In what sense was Paul innocent? He was innocent because he was fulfilling the commission Christ had given to him to preach the gospel. But there were many difficulties in Corinth: to encourage him “the Lord said to Paul one night in a vision, ‘Do not be afraid, but go on speaking and do not be silent, for I am with you, and no one will attack you to harm you’” (verse 9,10). “And many of the Corinthians, hearing Paul believed and were baptised” (verse 8).
It is interesting to note that his enemies “seized Sosthenes, the ruler of the synagogue and beat him” (verse 17). What had the ruler of the synagogue done wrong? Were they blaming him for allowing Paul to preach, or had he been converted? We notice that the first verse of 1 Corinthians says, “Paul, called by the will of God to be an apostle of Christ Jesus, and our brother Sosthenes”.

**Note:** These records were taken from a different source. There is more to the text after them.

#[cfg(test)]
mod tests {
    use super::*;
    use crate::motion::testing::ManualScheduler;
    use crate::motion::{Bounds, Profile, ScrollTracker};

    #[derive(Default)]
    struct Recorder {
        poses: RefCell<Vec<Pose>>,
    }

    impl Recorder {
        fn last(&self) -> Option<Pose> {
            self.poses.borrow().last().copied()
        }
    }

    impl Surface for Recorder {
        fn set_text(&self, _text: &str) {}

        fn apply(&self, pose: &Pose) {
            self.poses.borrow_mut().push(*pose);
        }
    }

    fn ms(n: u64) -> Duration {
        Duration::from_millis(n)
    }

    fn section() -> Measure {
        Rc::new(|| Some(Bounds::new(2000.0, 600.0)))
    }

    struct Fixture {
        clock: ManualScheduler,
        tracker: ScrollTracker,
        controller: AnimationController,
    }

    fn fixture() -> Fixture {
        let clock = ManualScheduler::new();
        let tracker = ScrollTracker::new();
        let controller = AnimationController::new(
            Rc::new(clock.clone()),
            Rc::new(tracker.clone()),
            MotionConfig::default(),
        );
        tracker.update(0.0, 1000.0);
        Fixture {
            clock,
            tracker,
            controller,
        }
    }

    fn register_cards(controller: &AnimationController, n: usize) -> Vec<Rc<Recorder>> {
        (0..n)
            .map(|i| {
                let surface = Rc::new(Recorder::default());
                let profile = Profile::OutlinedCard(i);
                controller.register(Registration {
                    trigger: section(),
                    zone: profile.zone(),
                    actions: profile.actions(),
                    tween: profile.tween(),
                    surface: surface.clone(),
                });
                surface
            })
            .collect()
    }

    #[test]
    fn test_cards_reveal_and_reverse() {
        let f = fixture();
        let cards = register_cards(&f.controller, 3);
        let before = Profile::OutlinedCard(0).tween().from;
        for card in &cards {
            assert_eq!(card.last(), Some(before));
        }

        // "top 75%" of a section at 2000px in a 1000px viewport starts at 1250
        f.tracker.update(1300.0, 1000.0);
        f.clock.advance(ms(2000));
        for i in 0..3 {
            assert_eq!(f.controller.phase(i), Some(Phase::Shown));
            assert_eq!(cards[i].last(), Some(Pose::IDENTITY));
        }
        assert_eq!(f.clock.active_timers(), 0, "frame loop stops when idle");

        f.tracker.update(1000.0, 1000.0);
        f.clock.advance(ms(2000));
        for i in 0..3 {
            assert_eq!(f.controller.phase(i), Some(Phase::Hidden));
            assert_eq!(cards[i].last(), Some(before));
        }

        // re-entering replays
        f.tracker.update(1300.0, 1000.0);
        assert!(matches!(f.controller.phase(0), Some(Phase::Entering { .. })));
    }

    #[test]
    fn test_stagger_start_times() {
        let f = fixture();
        register_cards(&f.controller, 5);
        f.clock.advance(ms(40));
        f.tracker.update(1300.0, 1000.0);
        let first = f.controller.started_at(0).unwrap();
        assert_eq!(first, ms(40));
        for i in 0..5 {
            let start = f.controller.started_at(i).unwrap();
            assert_eq!(start - first, ms(100) * i as u32);
        }
    }

    #[test]
    fn test_leaving_forward_does_nothing() {
        let f = fixture();
        register_cards(&f.controller, 1);
        f.tracker.update(1300.0, 1000.0);
        f.clock.advance(ms(1000));
        f.tracker.update(9000.0, 1000.0);
        f.clock.advance(ms(1000));
        assert_eq!(f.controller.phase(0), Some(Phase::Shown));
    }

    #[test]
    fn test_trigger_measured_before_transform() {
        let f = fixture();
        let surface = Rc::new(Recorder::default());
        let applied = surface.clone();
        // layout top 2000, shifted by whatever pose is currently applied
        let trigger: Measure = Rc::new(move || {
            let shift = applied.last().map_or(0.0, |pose| pose.y);
            Some(Bounds::new(2000.0 + shift, 600.0))
        });
        let profile = Profile::Section;
        f.controller.register(Registration {
            trigger,
            zone: profile.zone(),
            actions: profile.actions(),
            tween: profile.tween(),
            surface: surface.clone(),
        });
        assert_eq!(surface.last(), Some(profile.tween().from));

        // "top 85%" of a section at 2000px in a 1000px viewport starts at 1150
        f.tracker.update(1155.0, 1000.0);
        assert!(matches!(f.controller.phase(0), Some(Phase::Entering { .. })));
    }

    #[test]
    fn test_setup_is_deferred() {
        let f = fixture();
        let surface = Rc::new(Recorder::default());
        let s = surface.clone();
        let trigger = section();
        f.controller
            .schedule_setup(move |c| {
                let profile = Profile::Section;
                c.register(Registration {
                    trigger,
                    zone: profile.zone(),
                    actions: profile.actions(),
                    tween: profile.tween(),
                    surface: s,
                });
            })
            .unwrap();
        f.clock.advance(ms(99));
        assert!(f.controller.is_empty());
        f.clock.advance(ms(1));
        assert_eq!(f.controller.len(), 1);
        assert_eq!(surface.last(), Some(Profile::Section.tween().from));
    }

    #[test]
    fn test_play_on_mount() {
        let f = fixture();
        let surface = Rc::new(Recorder::default());
        f.controller
            .play_on_mount(Profile::Header.tween(), surface.clone());
        f.clock.advance(ms(800));
        assert_eq!(f.controller.phase(0), Some(Phase::Shown));
        assert_eq!(surface.last(), Some(Pose::IDENTITY));
    }

    #[test]
    fn test_dispose_is_idempotent() {
        let f = fixture();
        register_cards(&f.controller, 3);
        f.controller.schedule_setup(|_| {}).unwrap();
        f.tracker.update(1300.0, 1000.0);
        assert_eq!(f.tracker.len(), 3);
        assert_eq!(f.clock.active_timers(), 2);

        f.controller.dispose();
        f.controller.dispose();
        assert!(f.controller.is_disposed());
        assert!(f.tracker.is_empty());
        assert_eq!(f.clock.active_timers(), 0);
        assert_eq!(f.clock.effective_cancels(), 2);

        // registrations after teardown are refused
        let late = Rc::new(Recorder::default());
        let profile = Profile::Section;
        let index = f.controller.register(Registration {
            trigger: section(),
            zone: profile.zone(),
            actions: profile.actions(),
            tween: profile.tween(),
            surface: late.clone(),
        });
        assert_eq!(index, None);
        assert_eq!(late.last(), None);
        assert!(f.tracker.is_empty());
    }

    #[test]
    fn test_drop_releases_everything() {
        let f = fixture();
        register_cards(&f.controller, 2);
        f.tracker.update(1300.0, 1000.0);
        let Fixture {
            clock,
            tracker,
            controller,
        } = f;
        drop(controller);
        assert!(tracker.is_empty());
        assert_eq!(clock.active_timers(), 0);
    }

    #[test]
    fn test_setup_never_runs_after_dispose() {
        let f = fixture();
        let ran = Rc::new(RefCell::new(false));
        let r = ran.clone();
        f.controller
            .schedule_setup(move |_| *r.borrow_mut() = true)
            .unwrap();
        f.controller.dispose();
        f.clock.advance(ms(500));
        assert!(!*ran.borrow());
    }

    #[test]
    fn test_failing_scheduler_degrades() {
        let tracker = ScrollTracker::new();
        let controller = AnimationController::new(
            Rc::new(ManualScheduler::failing()),
            Rc::new(tracker.clone()),
            MotionConfig::default(),
        );
        assert!(controller.schedule_setup(|_| {}).is_err());
        // the frame loop can't start but crossings still move the state machine
        let surface = Rc::new(Recorder::default());
        controller.play_on_mount(Profile::Header.tween(), surface.clone());
        assert!(matches!(controller.phase(0), Some(Phase::Entering { .. })));
    }
}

In tomorrow’s reading, Acts 20, Paul tells the elders from Ephesus, “I testify to you this day that I am innocent of the blood of you all, for I did not shrink from declaring to you the whole counsel of God” (verses 26,27). All believers of Paul’s gospel, which is “the gospel of God” (Romans 1:1) should make themselves innocent by seeking opportunity to declare to all they come in contact with – the gospel that Paul preached, which is the only real gospel. If you have not yet accepted that gospel yourself – why not?